Le vieux Corneille, avec une affectation d’impartialité, faisait des remarques doctes et relevait les anachronismes de la pièce. Il reprochait à l’auteur d’avoir fait vivre Britannicus et Narcisse deux ans de plus qu’ils n’ont vécu (lui qui, dans Héraclius, avait prolongé de douze ans le règne de Phocas). Boursault (dans l’introduction du petit roman d’Arthémise et Poliante) rapporte les sentiments des malins auprès desquels il se trouvait placé :

Agrippine leur a paru fière sans sujet, Burrhus, vertueux sans dessein, Britannicus amoureux sans jugement, Narcisse lâche sans prétexte, Junie constante sans fermeté, et Néron cruel sans malice.

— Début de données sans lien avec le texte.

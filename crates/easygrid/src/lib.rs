//! Configuration-driven data grid columns
//!
//! This crate turns a loosely-typed column configuration into a column with
//! exactly one resolved filter and exactly one resolved formatter, and
//! renders grid cells by composing per-row value extraction with that
//! formatter.
//!
//! # Features
//!
//! - **Configuration**: typed builder or JSON mapping, unknown keys rejected
//! - **Filter resolution**: disabled, default text input, or a custom filter
//!   selected by token through a [`FilterRegistry`]
//! - **Formatter resolution**: `text`, `html`, `image`, `url` tokens or a
//!   caller-supplied [`Formatter`]
//! - **Column kinds**: attribute ([`DataColumn`]), nested path
//!   ([`RelationColumn`]) and row actions ([`ActionColumn`])
//!
//! The grid orchestrator that iterates rows and assembles the table markup
//! lives outside this crate.
//!
//! # Architecture
//!
//! A [`ColumnConfig`] is resolved exactly once into a [`ColumnBase`]: the
//! filter first, then the formatter. Column kinds wrap the base and only
//! decide how a value is read from a [`Row`]. See [`ColumnBase`] for the
//! resolution diagram.
//!
//! # Example
//!
//! ```rust
//! use easygrid::{Column, ColumnConfig, DataColumn, FilterRegistry};
//! use serde_json::json;
//!
//! let registry = FilterRegistry::with_defaults();
//! let column = DataColumn::new(ColumnConfig::new().with_attribute("email"), &registry).unwrap();
//!
//! assert_eq!(column.label(), "Email");
//! assert_eq!(column.filter().name(), Some("email"));
//! assert_eq!(column.render(&json!({"email": "a@b.com"})).unwrap(), "a@b.com");
//! ```

#![warn(missing_docs)]
#![warn(rustdoc::broken_intra_doc_links)]

pub mod column;
pub mod config;
pub mod error;
pub mod filter;
pub mod format;
pub mod row;

// Re-exports for convenience
pub use column::{Action, ActionColumn, Column, ColumnBase, DataColumn, RelationColumn};
pub use config::{ColumnConfig, ColumnValue};
pub use error::{GridError, Result};
pub use filter::{Filter, FilterParams, FilterRegistry, FilterSpec};
pub use format::{FormatSpec, Formatter, FormatterKind};
pub use row::Row;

Plus loin, il dit « que le premier acte promet quelque chose de fort beau et que le second ne le dément pas, mais qu’au troisième il semble que l’auteur se soit lassé de travailler, et que le quatrième ne laisserait pas de faire oublier qu’on s’est ennuyé au précédent, si, dans le cinquième, la façon dont Britannicus est empoisonné et celle dont Junie se rend vestale ne faisaient pas pitié » . Voilà la critique du temps, j’entends celle qui se faisait au théâtre même, puis dans les feuilles. Il lui arrivait d’être aussi peu définitive que celle d’aujourd’hui.